Purpose of the Study:
- To conduct an in-depth analysis and performance evaluation of four distinct Solar Radiance (SR) prediction models.
- To compare the efficacy of Feed-forward Back Propagation (FFBP), Convolutional Feed-forward Back Propagation (CFBP), Support Vector Regression (SVR), and a hybrid Convolutional Neural Networks-Long Short-Term Memory (CNN-LSTM) deep learning model.
- To assess model performance using statistical indicators such as Mean Squared Error (MSE), Root Mean Squared Error (RMSE), Mean Absolute Error (MAE), Mean Absolute Percentage Error (MAPE), and Normalized Root Mean Squared Error (nRMSE).
Main Methods:
- Implementation of four machine learning algorithms: FFBP, CFBP, SVR, and a hybrid CNN-LSTM deep learning model.
- Training and validation of models using historical experimental data for SR prediction.
- Quantitative evaluation of model predictions against actual recorded data using established statistical error metrics.
Main Results:
- The hybrid CNN-LSTM model consistently outperformed FFBP, CFBP, and SVR models in SR prediction accuracy and reliability.
- The CNN-LSTM model exhibited the lowest error rates across all statistical indicators used for evaluation.

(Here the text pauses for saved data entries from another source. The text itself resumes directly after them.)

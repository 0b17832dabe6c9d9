// SPDX-FileCopyrightText: 2026 Solace Contributors
// SPDX-License-Identifier: MIT OR Apache-2.0

//! Mock SMS transport that records outbound messages.

use std::sync::Arc;
use std::sync::atomic::{AtomicBool, AtomicU64, Ordering};

use async_trait::async_trait;
use tokio::sync::Mutex;

use solace_core::types::{AdapterType, HealthStatus, SendReceipt};
use solace_core::{MessageStatus, PluginAdapter, SmsTransport, SolaceError};

/// One message handed to the transport.
#[derive(Debug, Clone, PartialEq, Eq)]
pub struct SentSms {
    pub from: String,
    pub to: String,
    pub body: String,
    pub delivery_id: String,
}

/// Assigns delivery ids `SM-mock-1`, `SM-mock-2`, ... and reports `queued`,
/// like a carrier API that accepted the message.
pub struct MockTransport {
    sent: Arc<Mutex<Vec<SentSms>>>,
    next_id: AtomicU64,
    fail: AtomicBool,
}

impl MockTransport {
    pub fn new() -> Self {
        Self {
            sent: Arc::new(Mutex::new(Vec::new())),
            next_id: AtomicU64::new(1),
            fail: AtomicBool::new(false),
        }
    }

    /// A transport that rejects every send.
    pub fn failing() -> Self {
        let transport = Self::new();
        transport.set_failing(true);
        transport
    }

    pub fn set_failing(&self, fail: bool) {
        self.fail.store(fail, Ordering::SeqCst);
    }

    /// Messages accepted so far, in send order.
    pub async fn sent(&self) -> Vec<SentSms> {
        self.sent.lock().await.clone()
    }
}

impl Default for MockTransport {
    fn default() -> Self {
        Self::new()
    }
}

#[async_trait]
impl PluginAdapter for MockTransport {
    fn name(&self) -> &str {
        "mock-transport"
    }

    fn version(&self) -> semver::Version {
        semver::Version::new(0, 1, 0)
    }

    fn adapter_type(&self) -> AdapterType {
        AdapterType::Transport
    }

    async fn health_check(&self) -> Result<HealthStatus, SolaceError> {
        Ok(HealthStatus::Healthy)
    }

    async fn shutdown(&self) -> Result<(), SolaceError> {
        Ok(())
    }
}

#[async_trait]
impl SmsTransport for MockTransport {
    async fn send(&self, from: &str, to: &str, body: &str) -> Result<SendReceipt, SolaceError> {
        if self.fail.load(Ordering::SeqCst) {
            return Err(SolaceError::Transport {
                message: "mock transport unavailable".into(),
                source: None,
            });
        }

        let delivery_id = format!("SM-mock-{}", self.next_id.fetch_add(1, Ordering::SeqCst));
        self.sent.lock().await.push(SentSms {
            from: from.to_string(),
            to: to.to_string(),
            body: body.to_string(),
            delivery_id: delivery_id.clone(),
        });
        Ok(SendReceipt {
            delivery_id,
            status: MessageStatus::Queued,
        })
    }
}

- A high coefficient of determination (R² = 0.99925) was achieved by the CNN-LSTM model, indicating excellent predictive power.
Conclusions:
- The hybrid CNN-LSTM deep learning model represents a significant advancement in solar radiance prediction technology.
- This advanced model offers enhanced accuracy and reliability for forecasting solar radiance from a few hours to several days ahead.
- The findings suggest the CNN-LSTM model is a highly effective tool for applications requiring precise solar radiance forecasts, such as in renewable energy management.